MCP Servers

MKMChat

AI assistant and MCP server for Mortal Kombat Mobile that provides intelligent team suggestions, mechanic explanations, and context-aware chat via local LLMs and RAG.

README

MKMChat (Mortal Kombat Mobile Assistant)

MKMChat is a premium, local-first AI assistant and Model Context Protocol (MCP) server for Mortal Kombat Mobile. It combines a high-performance Python search backend, advanced RAG retrieval, local Ollama LLM execution, and a stunning Laravel + Livewire web interface.

🌟 Main Features

⚔️ Intelligent Team Suggestion: Assemble custom 3-character team compositions complete with character class analyses, passive synergy ratings, and specific equipment cards recommended for every slot.
📖 Mechanic Explanation Flow: Explain complex gameplay mechanics (e.g., Snare, Power Drain, Oblivion) by generating a clear definition and practical combat recommendations in a structured format.
💬 AI-Powered Conversation Chat: Enjoy natural, context-aware Q&A about game mechanics, strategy, tier rankings, and character matchups with chat history persistence.
🤖 Reasoning Model Support: Optimized dynamically for reasoning models like DeepSeek-R1 and OpenAI o1/o3, adapting parameters (context limits, temperature) for deep analytical outputs.
🛠️ MCP-Compatible Tool Server: Exposes rich game tools directly to LLM clients (like Claude Desktop, Cursor, or AI agents) via Model Context Protocol.
🎨 Harmonious Light & Dark Modes: Responsive, visual-first Laravel Livewire web interface featuring glassmorphic designs, vibrant color schemes, and seamless dark/light theme toggles.
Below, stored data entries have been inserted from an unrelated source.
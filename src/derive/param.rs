//! The unit of output: a stably identified test parameter.

use serde::{Deserialize, Serialize};

/// Prefix marking a source-pattern stanza in `props.conf`.
pub const SOURCE_PREFIX: &str = "source::";

/// Which search key a parameter asserts against.
#[derive(Debug, Clone, Copy, PartialEq, Eq, Hash, Serialize, Deserialize)]
#[serde(rename_all = "lowercase")]
pub enum Classification {
    Sourcetype,
    Source,
    Eventtype,
}

impl Classification {
    pub fn as_str(&self) -> &'static str {
        match self {
            Classification::Sourcetype => "sourcetype",
            Classification::Source => "source",
            Classification::Eventtype => "eventtype",
        }
    }
}

impl std::fmt::Display for Classification {
    fn fmt(&self, f: &mut std::fmt::Formatter<'_>) -> std::fmt::Result {
        f.write_str(self.as_str())
    }
}

/// What a parameter asserts: a stanza plus the fields (or literal value) it
/// should populate.
#[derive(Debug, Clone, PartialEq, Eq, Serialize, Deserialize)]
pub struct Payload {
    pub classification: Classification,
    /// Concrete stanza name, `source::` prefix included for source stanzas.
    pub stanza: String,
    pub fields: Vec<String>,
    #[serde(default, skip_serializing_if = "Option::is_none")]
    pub value: Option<String>,
}

impl Payload {
    /// The value searched for under [`Payload::classification`].
    pub fn search_target(&self) -> &str {
        match self.classification {
            Classification::Source => self
                .stanza
                .strip_prefix(SOURCE_PREFIX)
                .unwrap_or(&self.stanza),
            _ => &self.stanza,
        }
    }
}

#[derive(Debug, Clone, PartialEq, Eq, Serialize, Deserialize)]
pub struct TestParameter {
    pub id: String,
    pub payload: Payload,
}

/// A stanza after classification and pattern expansion.
#[derive(Debug, Clone, PartialEq, Eq)]
pub struct ConcreteStanza {
    pub classification: Classification,
    pub name: String,
}

impl ConcreteStanza {
    pub fn new(classification: Classification, name: impl Into<String>) -> Self {
        Self {
            classification,
            name: name.into(),
        }
    }

    pub fn parameter(&self, id: String, fields: Vec<String>, value: Option<String>) -> TestParameter {
        TestParameter {
            id,
            payload: Payload {
                classification: self.classification,
                stanza: self.name.clone(),
                fields,
                value,
            },
        }
    }
}

// Identifiers are plain `::` joins so they stay readable in test reports and
// can be referenced from dependency markers.

pub fn direct_id(stanza: &str, setting: &str) -> String {
    format!("{stanza}::{setting}")
}

pub fn granular_id(stanza: &str, section: &str, property: &str) -> String {
    format!("{stanza}::{section}::{property}")
}

pub fn aggregate_id(stanza: &str, setting: &str, section: &str) -> String {
    format!("{stanza}::{setting}::{section}")
}
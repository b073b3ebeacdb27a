//! Handles all user-facing output for the CLI.
//!
//! Colour is decided by termcolor (`ColorChoice::Auto`), so piped output stays
//! plain.

use std::io::Write;
use std::path::Path;

use miette::Report;
use termcolor::{Color, ColorChoice, ColorSpec, StandardStream, WriteColor};

use crate::config::SearchPolicy;
use crate::derive::TestParameter;
use crate::diagnostics::ProbeError;

pub fn print_error(error: ProbeError) {
    let report = Report::new(error);
    eprintln!("{report:?}");
}

/// One line per parameter: id, then its fields or asserted value.
pub fn print_params(params: &[TestParameter]) {
    let mut stdout = StandardStream::stdout(ColorChoice::Auto);
    if params.is_empty() {
        let _ = writeln!(stdout, "  No parameters derived.");
        return;
    }
    for param in params {
        let _ = stdout.set_color(ColorSpec::new().set_fg(Some(Color::Green)).set_bold(true));
        let _ = write!(stdout, "{}", param.id);
        let _ = stdout.reset();
        let payload = &param.payload;
        let detail = match &payload.value {
            Some(value) => format!("{}=\"{}\"", payload.fields.join(","), value),
            None if payload.fields.is_empty() => "-".to_string(),
            None => payload.fields.join(", "),
        };
        let _ = writeln!(stdout, "  [{}] {}", payload.classification, detail);
    }
}

pub fn print_query(id: &str, query: &str, policy: SearchPolicy) {
    let mut stdout = StandardStream::stdout(ColorChoice::Auto);
    let _ = stdout.set_color(ColorSpec::new().set_fg(Some(Color::Yellow)).set_bold(true));
    let _ = writeln!(
        stdout,
        "--- {} (interval={}s, retries={}) ---",
        id, policy.interval, policy.retries
    );
    let _ = stdout.reset();
    let _ = writeln!(stdout, "{}", query);
}

pub fn print_conf_summary(path: &Path, sections: Result<usize, ProbeError>) {
    let mut stdout = StandardStream::stdout(ColorChoice::Auto);
    match sections {
        Ok(count) => {
            let _ = writeln!(stdout, "  {:<48} {:>5} stanzas", path.display(), count);
        }
        Err(e) => {
            let _ = stdout.set_color(ColorSpec::new().set_fg(Some(Color::Red)));
            let _ = writeln!(stdout, "  {:<48} unreadable", path.display());
            let _ = stdout.reset();
            print_error(e);
        }
    }
}
//! Defines the command-line arguments and subcommands for the stanza-probe CLI.
//!
//! Flags mirror the settings in [`crate::config::ProbeConfig`]; a flag given on
//! the command line wins over the configuration file.

use std::path::PathBuf;

use clap::{Parser, Subcommand, ValueEnum};

use crate::fixtures::Fixture;

/// The main CLI argument structure.
#[derive(Debug, Parser)]
#[command(
    name = "stanza-probe",
    version,
    about = "Derive search-time regression probes from an add-on's configuration."
)]
pub struct ProbeArgs {
    /// YAML configuration file.
    #[arg(long, global = true)]
    pub config: Option<PathBuf>,

    /// Path to the add-on package.
    #[arg(long, global = true)]
    pub splunk_app: Option<PathBuf>,

    /// Address of the Splunk server.
    #[arg(long, global = true)]
    pub splunk_host: Option<String>,

    /// Splunk REST port.
    #[arg(long, global = true)]
    pub splunk_port: Option<u16>,

    /// Splunk login user.
    #[arg(long, global = true)]
    pub splunk_user: Option<String>,

    /// Splunk password.
    #[arg(long, global = true)]
    pub splunk_password: Option<String>,

    /// Diagnostics verbosity (written to stderr).
    #[arg(long, global = true, value_enum, default_value_t = LogLevel::Warn)]
    pub log_level: LogLevel,

    #[command(subcommand)]
    pub command: Command,
}

/// An enumeration of all available CLI subcommands.
#[derive(Debug, Subcommand)]
pub enum Command {
    /// List the parameters derived for a fixture.
    Params {
        #[arg(value_enum)]
        fixture: Fixture,
        /// Emit JSON instead of text.
        #[arg(long)]
        json: bool,
    },
    /// Print the search each parameter of a fixture would run.
    Queries {
        #[arg(value_enum)]
        fixture: Fixture,
    },
    /// List the package's configuration files and their stanza counts.
    Inspect,
    /// Print the resolved configuration as YAML.
    Config,
}

#[derive(Debug, Clone, Copy, PartialEq, Eq, ValueEnum)]
pub enum LogLevel {
    Error,
    Warn,
    Info,
    Debug,
    Trace,
}

impl From<LogLevel> for tracing::Level {
    fn from(level: LogLevel) -> Self {
        match level {
            LogLevel::Error => tracing::Level::ERROR,
            LogLevel::Warn => tracing::Level::WARN,
            LogLevel::Info => tracing::Level::INFO,
            LogLevel::Debug => tracing::Level::DEBUG,
            LogLevel::Trace => tracing::Level::TRACE,
        }
    }
}
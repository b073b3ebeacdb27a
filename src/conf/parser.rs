//! `.conf` reader - turns raw text into a [`ConfFile`].
//!
//! Lines the reader does not understand are logged and skipped.

use std::path::Path;

use pest::{error::InputLocation, iterators::Pair, Parser};
use pest_derive::Parser;
use tracing::{debug, warn};

use super::{ConfFile, Section};
use crate::diagnostics::{to_error_source, ProbeError, Span};
use crate::{err_msg, err_src};

#[derive(Parser)]
#[grammar = "conf/grammar.pest"]
struct ConfParser;

/// Name of the implicit section holding settings declared before any header.
pub const DEFAULT_SECTION: &str = "default";

// ============================================================================
// PUBLIC API
// ============================================================================

/// Reads and parses a `.conf` file from disk.
pub fn read_conf(path: &Path) -> Result<ConfFile, ProbeError> {
    let text = std::fs::read_to_string(path).map_err(|e| {
        err_msg!(Io, "Failed to read '{}'", path.display()).with_cause(e)
    })?;
    let name = path
        .file_name()
        .map(|n| n.to_string_lossy().into_owned())
        .unwrap_or_else(|| path.display().to_string());
    parse_conf(&name, &text)
}

/// Parses `.conf` text. `name` is only used for diagnostics and
/// [`ConfFile::name`].
pub fn parse_conf(name: &str, text: &str) -> Result<ConfFile, ProbeError> {
    let mut pairs = ConfParser::parse(Rule::conf, text).map_err(|e| {
        let source = to_error_source(name, text);
        let span = match e.location {
            InputLocation::Pos(pos) => Span { start: pos, end: pos },
            InputLocation::Span((start, end)) => Span { start, end },
        };
        err_src!(Parse, format!("invalid {} syntax", name), &source, span)
            .with_help("expected `[stanza]`, `key = value` or a `#` comment")
    })?;

    let mut conf = ConfFile::new(name);
    let mut current = Section::new(DEFAULT_SECTION);
    let Some(root) = pairs.next() else {
        return Ok(conf);
    };

    for pair in root.into_inner() {
        match pair.as_rule() {
            Rule::stanza => {
                flush(&mut conf, current);
                current = Section::new(stanza_name(pair));
            }
            Rule::setting => {
                let line = pair.line_col().0;
                match split_setting(pair) {
                    Some((key, value)) => current.set(key, value),
                    None => warn!(file = name, line, "ignoring setting with an empty key"),
                }
            }
            Rule::invalid => {
                let (line, _) = pair.line_col();
                warn!(file = name, line, text = pair.as_str(), "ignoring unrecognized line");
            }
            _ => {}
        }
    }
    flush(&mut conf, current);

    debug!(file = name, sections = conf.len(), "parsed configuration file");
    Ok(conf)
}

// ============================================================================
// PAIR HELPERS
// ============================================================================

/// Pushes a finished section. The implicit default section is only kept when
/// something was actually declared in it.
fn flush(conf: &mut ConfFile, section: Section) {
    if section.name() == DEFAULT_SECTION && section.is_empty() && !conf.contains(DEFAULT_SECTION) {
        return;
    }
    conf.insert(section);
}

fn stanza_name(pair: Pair<Rule>) -> String {
    pair.into_inner()
        .find(|p| p.as_rule() == Rule::stanza_name)
        .map(|p| p.as_str().trim().to_string())
        .unwrap_or_default()
}

fn split_setting(pair: Pair<Rule>) -> Option<(String, String)> {
    let mut key = None;
    let mut value = String::new();
    for part in pair.into_inner() {
        match part.as_rule() {
            Rule::key => key = Some(part.as_str().trim().to_string()),
            Rule::value => value = join_continuations(part.as_str()),
            _ => {}
        }
    }
    key.filter(|k| !k.is_empty()).map(|k| (k, value))
}

/// Folds backslash-newline continuations into plain newlines.
fn join_continuations(raw: &str) -> String {
    raw.replace("\\\r\n", "\n")
        .replace("\\\n", "\n")
        .trim()
        .to_string()
}
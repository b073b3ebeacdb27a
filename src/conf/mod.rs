//! Stanza/key/value configuration model.
//!
//! This is the narrow interface the derivation engine reads: a [`ConfFile`] is an
//! ordered collection of [`Section`]s, each an ordered collection of raw
//! [`Setting`]s. Nothing here interprets values; escaping, layering and
//! inheritance are left to whoever produced the file.

use std::collections::HashMap;

pub mod parser;

pub use parser::{parse_conf, read_conf};

/// A single `key = value` line, exactly as declared.
#[derive(Debug, Clone, PartialEq, Eq)]
pub struct Setting {
    pub name: String,
    pub value: String,
}

/// A named `[stanza]` and its settings in declaration order.
#[derive(Debug, Clone, PartialEq, Eq)]
pub struct Section {
    name: String,
    settings: Vec<Setting>,
    index: HashMap<String, usize>,
}

impl Section {
    pub fn new(name: impl Into<String>) -> Self {
        Self {
            name: name.into(),
            settings: Vec::new(),
            index: HashMap::new(),
        }
    }

    /// Builder-style helper, mostly for tests and embedders.
    pub fn with(mut self, name: &str, value: &str) -> Self {
        self.set(name, value);
        self
    }

    pub fn name(&self) -> &str {
        &self.name
    }

    /// Stores a setting. Redeclaring a name replaces its value but keeps the
    /// position of the first declaration.
    pub fn set(&mut self, name: impl Into<String>, value: impl Into<String>) {
        let name = name.into();
        let value = value.into();
        match self.index.get(&name) {
            Some(&slot) => self.settings[slot].value = value,
            None => {
                self.index.insert(name.clone(), self.settings.len());
                self.settings.push(Setting { name, value });
            }
        }
    }

    pub fn get(&self, name: &str) -> Option<&Setting> {
        self.index.get(name).map(|&slot| &self.settings[slot])
    }

    /// The raw value of `name`, if declared.
    pub fn value(&self, name: &str) -> Option<&str> {
        self.get(name).map(|s| s.value.as_str())
    }

    pub fn settings(&self) -> impl Iterator<Item = &Setting> {
        self.settings.iter()
    }

    pub fn len(&self) -> usize {
        self.settings.len()
    }

    pub fn is_empty(&self) -> bool {
        self.settings.is_empty()
    }
}

/// An ordered mapping from stanza name to [`Section`].
#[derive(Debug, Clone, Default, PartialEq, Eq)]
pub struct ConfFile {
    name: String,
    sections: Vec<Section>,
    index: HashMap<String, usize>,
}

impl ConfFile {
    pub fn new(name: impl Into<String>) -> Self {
        Self {
            name: name.into(),
            sections: Vec::new(),
            index: HashMap::new(),
        }
    }

    pub fn with_section(mut self, section: Section) -> Self {
        self.insert(section);
        self
    }

    /// The file name this configuration was read from (e.g. `props.conf`).
    pub fn name(&self) -> &str {
        &self.name
    }

    /// Adds a section. A section whose name was already declared is merged into
    /// the earlier one.
    pub fn insert(&mut self, section: Section) {
        match self.index.get(section.name()) {
            Some(&slot) => {
                let existing = &mut self.sections[slot];
                for setting in section.settings {
                    existing.set(setting.name, setting.value);
                }
            }
            None => {
                self.index
                    .insert(section.name.clone(), self.sections.len());
                self.sections.push(section);
            }
        }
    }

    pub fn section(&self, name: &str) -> Option<&Section> {
        self.index.get(name).map(|&slot| &self.sections[slot])
    }

    pub fn contains(&self, name: &str) -> bool {
        self.index.contains_key(name)
    }

    pub fn sections(&self) -> impl Iterator<Item = &Section> {
        self.sections.iter()
    }

    pub fn len(&self) -> usize {
        self.sections.len()
    }

    pub fn is_empty(&self) -> bool {
        self.sections.is_empty()
    }
}

#[cfg(test)]
mod tests {
    use super::*;

    #[test]
    fn redeclared_setting_keeps_first_position() {
        let section = Section::new("alpha")
            .with("EXTRACT-a", "one")
            .with("REPORT-b", "two")
            .with("EXTRACT-a", "three");
        let names: Vec<_> = section.settings().map(|s| s.name.as_str()).collect();
        assert_eq!(names, vec!["EXTRACT-a", "REPORT-b"]);
        assert_eq!(section.value("EXTRACT-a"), Some("three"));
    }

    #[test]
    fn duplicate_sections_merge_into_first() {
        let conf = ConfFile::new("props.conf")
            .with_section(Section::new("alpha").with("a", "1"))
            .with_section(Section::new("beta"))
            .with_section(Section::new("alpha").with("b", "2"));
        assert_eq!(conf.len(), 2);
        let alpha = conf.section("alpha").unwrap();
        assert_eq!(alpha.value("a"), Some("1"));
        assert_eq!(alpha.value("b"), Some("2"));
        let order: Vec<_> = conf.sections().map(Section::name).collect();
        assert_eq!(order, vec!["alpha", "beta"]);
    }
}
//! Expansion of templated `source::` stanza names.
//!
//! `...(a|b)...` style names denote several concrete sources. Each
//! parenthesized group contributes one alternative per combination and every
//! `...` becomes a single `*` glob.

use once_cell::sync::Lazy;
use regex::Regex;

static GROUP: Lazy<Regex> = Lazy::new(|| Regex::new(r"\(([^()]*)\)").unwrap());

/// Lazily yields every concrete name `template` denotes, group 1 varying
/// slowest. No deduplication happens here.
pub fn expand_pattern(template: &str) -> Expansion {
    let normalized = template.replace("...", "*");

    let mut literals = Vec::new();
    let mut groups = Vec::new();
    let mut last = 0;
    for caps in GROUP.captures_iter(&normalized) {
        let (Some(whole), Some(inner)) = (caps.get(0), caps.get(1)) else {
            continue;
        };
        literals.push(normalized[last..whole.start()].to_string());
        groups.push(inner.as_str().split('|').map(str::to_string).collect::<Vec<_>>());
        last = whole.end();
    }
    literals.push(normalized[last..].to_string());

    let cursor = Some(vec![0; groups.len()]);
    Expansion {
        literals,
        groups,
        cursor,
    }
}

/// Iterator over the combinations of one template.
#[derive(Debug, Clone)]
pub struct Expansion {
    /// Always one longer than `groups`.
    literals: Vec<String>,
    groups: Vec<Vec<String>>,
    cursor: Option<Vec<usize>>,
}

impl Expansion {
    fn render(&self, picks: &[usize]) -> String {
        let mut out = self.literals[0].clone();
        for (group, (&pick, literal)) in self.groups.iter().zip(picks.iter().zip(&self.literals[1..])) {
            out.push_str(&group[pick]);
            out.push_str(literal);
        }
        out
    }

    /// Odometer step: the last group turns fastest.
    fn advance(&mut self) {
        let Some(picks) = self.cursor.as_mut() else {
            return;
        };
        for slot in (0..picks.len()).rev() {
            picks[slot] += 1;
            if picks[slot] < self.groups[slot].len() {
                return;
            }
            picks[slot] = 0;
        }
        self.cursor = None;
    }
}

impl Iterator for Expansion {
    type Item = String;

    fn next(&mut self) -> Option<String> {
        let picks = self.cursor.as_ref()?;
        let name = self.render(picks);
        self.advance();
        Some(name)
    }
}
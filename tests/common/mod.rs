//! Shared helpers for integration tests.

use std::path::PathBuf;

use stanza_probe::package::AddonPackage;
use stanza_probe::TestParameter;

/// Root of the demo add-on shipped with the tests.
pub fn demo_root() -> PathBuf {
    PathBuf::from(env!("CARGO_MANIFEST_DIR")).join("tests/fixtures/TA-demo")
}

pub fn demo_package() -> AddonPackage {
    AddonPackage::open(demo_root()).expect("demo package should load")
}

pub fn ids(params: &[TestParameter]) -> Vec<&str> {
    params.iter().map(|p| p.id.as_str()).collect()
}
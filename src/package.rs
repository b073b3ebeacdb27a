//! An add-on package on disk and the configuration files it ships.

use std::path::{Path, PathBuf};

use tracing::{debug, info};
use walkdir::WalkDir;

use crate::conf::{read_conf, ConfFile};
use crate::diagnostics::ProbeError;
use crate::err_msg;

pub const PROPS_CONF: &str = "props.conf";
pub const TRANSFORMS_CONF: &str = "transforms.conf";
pub const EVENTTYPES_CONF: &str = "eventtypes.conf";

/// The `default/` configuration of an add-on, loaded once and shared
/// read-only by every fixture.
#[derive(Debug, Clone)]
pub struct AddonPackage {
    root: PathBuf,
    pub props: ConfFile,
    pub transforms: ConfFile,
    pub eventtypes: ConfFile,
}

impl AddonPackage {
    /// Loads `default/{props,transforms,eventtypes}.conf` under `root`. A file
    /// the package does not ship is treated as empty.
    pub fn open(root: impl AsRef<Path>) -> Result<Self, ProbeError> {
        let root = root.as_ref().to_path_buf();
        if !root.is_dir() {
            return Err(err_msg!(Io, "Add-on package '{}' is not a directory", root.display())
                .with_help("point --splunk-app (or `splunk_app` in the config file) at the add-on root"));
        }

        let default_dir = root.join("default");
        let package = Self {
            props: load_optional(&default_dir, PROPS_CONF)?,
            transforms: load_optional(&default_dir, TRANSFORMS_CONF)?,
            eventtypes: load_optional(&default_dir, EVENTTYPES_CONF)?,
            root,
        };
        info!(
            root = %package.root.display(),
            props = package.props.len(),
            transforms = package.transforms.len(),
            eventtypes = package.eventtypes.len(),
            "loaded add-on package"
        );
        Ok(package)
    }

    /// Assembles a package from already-parsed files.
    pub fn from_parts(props: ConfFile, transforms: ConfFile, eventtypes: ConfFile) -> Self {
        Self {
            root: PathBuf::new(),
            props,
            transforms,
            eventtypes,
        }
    }

    pub fn root(&self) -> &Path {
        &self.root
    }

    /// Recursively lists every `.conf` file in the package.
    ///
    /// The returned list is sorted to keep output deterministic.
    pub fn conf_files(&self) -> Result<Vec<PathBuf>, ProbeError> {
        let mut files = Vec::new();
        for entry in WalkDir::new(&self.root) {
            let entry = entry
                .map_err(|e| err_msg!(Io, "Failed to walk '{}'", self.root.display()).with_cause(e))?;
            if !entry.file_type().is_file() {
                continue;
            }
            let path = entry.path();
            if !is_conf_file(path) {
                continue;
            }
            files.push(path.to_path_buf());
        }
        files.sort();
        Ok(files)
    }
}

fn load_optional(dir: &Path, file: &str) -> Result<ConfFile, ProbeError> {
    let path = dir.join(file);
    if !path.is_file() {
        debug!(path = %path.display(), "configuration file not shipped, using empty");
        return Ok(ConfFile::new(file));
    }
    read_conf(&path)
}

fn is_conf_file(path: &Path) -> bool {
    path.extension().is_some_and(|ext| ext == "conf")
}
fn main() {
    stanza_probe::cli::run();
}
//! The stanza-probe command-line interface.
//!
//! This module is the entry point for all CLI commands and orchestrates the
//! library: configuration, package loading, derivation and output.

use std::process;

use clap::Parser;
use tracing::debug;

use crate::cli::args::{Command, ProbeArgs};
use crate::config::ProbeConfig;
use crate::conf::read_conf;
use crate::diagnostics::ProbeError;
use crate::err_msg;
use crate::fixtures::Fixture;
use crate::package::AddonPackage;
use crate::search::{parameter_query, policy_for};

pub mod args;
pub mod output;

/// The main entry point for the CLI.
pub fn run() {
    let args = ProbeArgs::parse();

    tracing_subscriber::fmt()
        .with_max_level(tracing::Level::from(args.log_level))
        .with_writer(std::io::stderr)
        .init();

    if let Err(e) = dispatch(args) {
        output::print_error(e);
        process::exit(1);
    }
}

fn dispatch(args: ProbeArgs) -> Result<(), ProbeError> {
    let config = resolve_config(&args)?;
    debug!(app = %config.splunk_app.display(), "resolved configuration");

    match args.command {
        Command::Params { fixture, json } => {
            let package = AddonPackage::open(&config.splunk_app)?;
            let params = fixture.parameters(&package);
            if json {
                let text = serde_json::to_string_pretty(&params).map_err(|e| {
                    err_msg!(Internal, "Failed to serialize parameters").with_cause(e)
                })?;
                println!("{text}");
            } else {
                output::print_params(&params);
            }
        }
        Command::Queries { fixture } => {
            let package = AddonPackage::open(&config.splunk_app)?;
            for param in fixture.parameters(&package) {
                let policy = policy_for(&param, &config.search);
                output::print_query(&param.id, &parameter_query(&param), policy);
            }
        }
        Command::Inspect => inspect(&config)?,
        Command::Config => print!("{}", config.to_yaml()?),
    }
    Ok(())
}

/// File values first, then any flag given on the command line.
fn resolve_config(args: &ProbeArgs) -> Result<ProbeConfig, ProbeError> {
    let mut config = match &args.config {
        Some(path) => ProbeConfig::load(path)?,
        None => ProbeConfig::default(),
    };
    if let Some(app) = &args.splunk_app {
        config.splunk_app = app.clone();
    }
    if let Some(host) = &args.splunk_host {
        config.splunk_host = host.clone();
    }
    if let Some(port) = args.splunk_port {
        config.splunk_port = port;
    }
    if let Some(user) = &args.splunk_user {
        config.splunk_user = user.clone();
    }
    if let Some(password) = &args.splunk_password {
        config.splunk_password = password.clone();
    }
    Ok(config)
}

/// Parses every `.conf` file in the package and reports stanza counts. One
/// unreadable file does not stop the listing.
fn inspect(config: &ProbeConfig) -> Result<(), ProbeError> {
    let package = AddonPackage::open(&config.splunk_app)?;
    let files = package.conf_files()?;
    println!("Found {} configuration files", files.len());
    for path in files {
        let sections = read_conf(&path).map(|conf| conf.len());
        let shown = path.strip_prefix(package.root()).unwrap_or(&path);
        output::print_conf_summary(shown, sections);
    }
    for fixture in Fixture::ALL {
        println!("  fixture {:<14} {:>5} parameters", fixture.name(), fixture.parameters(&package).len());
    }
    Ok(())
}
use crate::backend::{Result, StateBackend, StateError, WriteBatch};
use std::collections::HashMap;
use std::sync::RwLock;

/// In-memory state backend for tests and development.
#[derive(Debug, Default)]
pub struct MemoryBackend {
    entries: RwLock<HashMap<String, Vec<u8>>>,
}

impl MemoryBackend {
    pub fn new() -> Self {
        Self::default()
    }

    pub fn len(&self) -> usize {
        self.entries.read().map(|e| e.len()).unwrap_or(0)
    }

    pub fn is_empty(&self) -> bool {
        self.len() == 0
    }
}

impl StateBackend for MemoryBackend {
    fn get(&self, address: &str) -> Result<Option<Vec<u8>>> {
        let entries = self
            .entries
            .read()
            .map_err(|_| StateError::Backend("state lock poisoned".to_string()))?;
        Ok(entries.get(address).cloned())
    }

    fn commit(&self, batch: WriteBatch) -> Result<()> {
        // One write lock for the whole batch keeps the commit atomic with
        // respect to concurrent readers.
        let mut entries = self
            .entries
            .write()
            .map_err(|_| StateError::Backend("state lock poisoned".to_string()))?;
        for (address, bytes) in batch.into_writes() {
            entries.insert(address, bytes);
        }
        Ok(())
    }
}
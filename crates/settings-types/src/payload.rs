//! Wire payload consumed by the governance state machine.
//!
//! A tagged union of the two actions the family understands. The encoding
//! is canonical JSON; the original deployment of this family used a fixed
//! protobuf schema, so these payloads are deterministic but not
//! wire-compatible with it.

use crate::canonical::{canonical_hash, to_canonical_json, CanonicalJsonError};
use crate::keys::PublicKey;
use serde::{Deserialize, Serialize};

/// A proposed change to one setting.
///
/// The nonce lets logically identical proposals coexist as distinct
/// records: it feeds the derived proposal id.
#[derive(Debug, Clone, PartialEq, Eq, Serialize, Deserialize)]
pub struct SettingProposal {
    pub setting: String,
    pub value: String,
    pub nonce: String,
}

/// A ballot cast on an open proposal.
#[derive(Debug, Clone, PartialEq, Eq, Serialize, Deserialize)]
pub struct SettingVote {
    pub proposal_id: String,
    pub vote: VoteChoice,
}

#[derive(Debug, Clone, Copy, PartialEq, Eq, Serialize, Deserialize)]
pub enum VoteChoice {
    Accept,
    Reject,
}

/// The payload of one settings transaction.
#[derive(Debug, Clone, PartialEq, Eq, Serialize, Deserialize)]
#[serde(tag = "action", content = "data")]
pub enum SettingsPayload {
    Propose(SettingProposal),
    Vote(SettingVote),
}

impl SettingsPayload {
    pub fn from_bytes(bytes: &[u8]) -> Result<Self, CanonicalJsonError> {
        Ok(serde_json::from_slice(bytes)?)
    }

    pub fn to_bytes(&self) -> Result<Vec<u8>, CanonicalJsonError> {
        Ok(to_canonical_json(self)?.into_bytes())
    }
}

impl SettingProposal {
    /// Content-addressed proposal identity.
    ///
    /// Hashes the full proposal content plus the proposer, so a replay of
    /// the same proposal by a different signer yields a different id.
    pub fn proposal_id(&self, proposer: &PublicKey) -> Result<String, CanonicalJsonError> {
        #[derive(Serialize)]
        struct IdContent<'a> {
            setting: &'a str,
            value: &'a str,
            nonce: &'a str,
            proposer: &'a str,
        }

        let hash = canonical_hash(&IdContent {
            setting: &self.setting,
            value: &self.value,
            nonce: &self.nonce,
            proposer: proposer.as_str(),
        })?;
        Ok(hex::encode(hash))
    }
}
🧠 Advanced Hybrid RAG System

The retrieval pipeline has been heavily upgraded to ensure state-of-the-art relevance and precision:

flowchart TD
    A[Game Data<br>TSV + TXT] --> B[Set-Aware Indexer]
    B --> C[Precise Chunking]
    C --> D[Text Normalization]
    D -- "sentence-transformers<br>all-MiniLM-L6-v2" --> E[Embeddings Cache<br>.rag_cache/]
    E --> F[Hybrid Retrieval<br>Semantic + Keyword Boost]
    F --> G[Ollama Assistant<br>Prompt Assembly]

Set-Aware Indexing: The indexer automatically scans for character set affiliations (e.g., {{Friendship}} or {{Brutality}} tags) and injects mutual cross-references. Retrieving one item naturally surfaces details and names of its set partners (e.g., retrieving Baraka's Horde Chef's Delight also surfaces Horde Chef's Paraphernalia).
True Cosine Similarity: Vector embeddings (both query and document vectors) are mathematically $L_2$-normalized upon creation and query time. Dot-product computation of these normalized vectors yields mathematically precise cosine similarity scores strictly bounded within $[-1.0, 1.0]$.
Hybrid Retrieval (Lexical Keyword Boosting): Vector embeddings (all-MiniLM-L6-v2) are combined with a specialized keyword-matching reranker (_apply_keyword_boost()). Exact matches on character names, rarity tiers, and major gameplay terms receive an intelligent boost, ensuring high semantic recall without losing keyword precision.
Typography Resiliency: Input queries are automatically normalized (e.g., converting curly quotes ’, “, ” to straight quotes ', ") to prevent matching failures caused by different keyboard inputs.
Granular Chunking: Glossary definitions are chunked term-by-term, and gameplay data is chunked line-by-line. This avoids oversized search spaces ("fat chunks") and provides highly targeted context snippets.

🛠️ Architecture

mkmchat/: Python core package (Asynchronous FastAPI + Uvicorn HTTP server, MCP server implementation, and local vector RAG system).
webapp/: Laravel + Livewire web UI consuming the Python API through the secure MkmApiService wrapper.
docker-compose.yml: Full-stack container orchestration linking ollama, python-api (internal network), and webapp (host exposed).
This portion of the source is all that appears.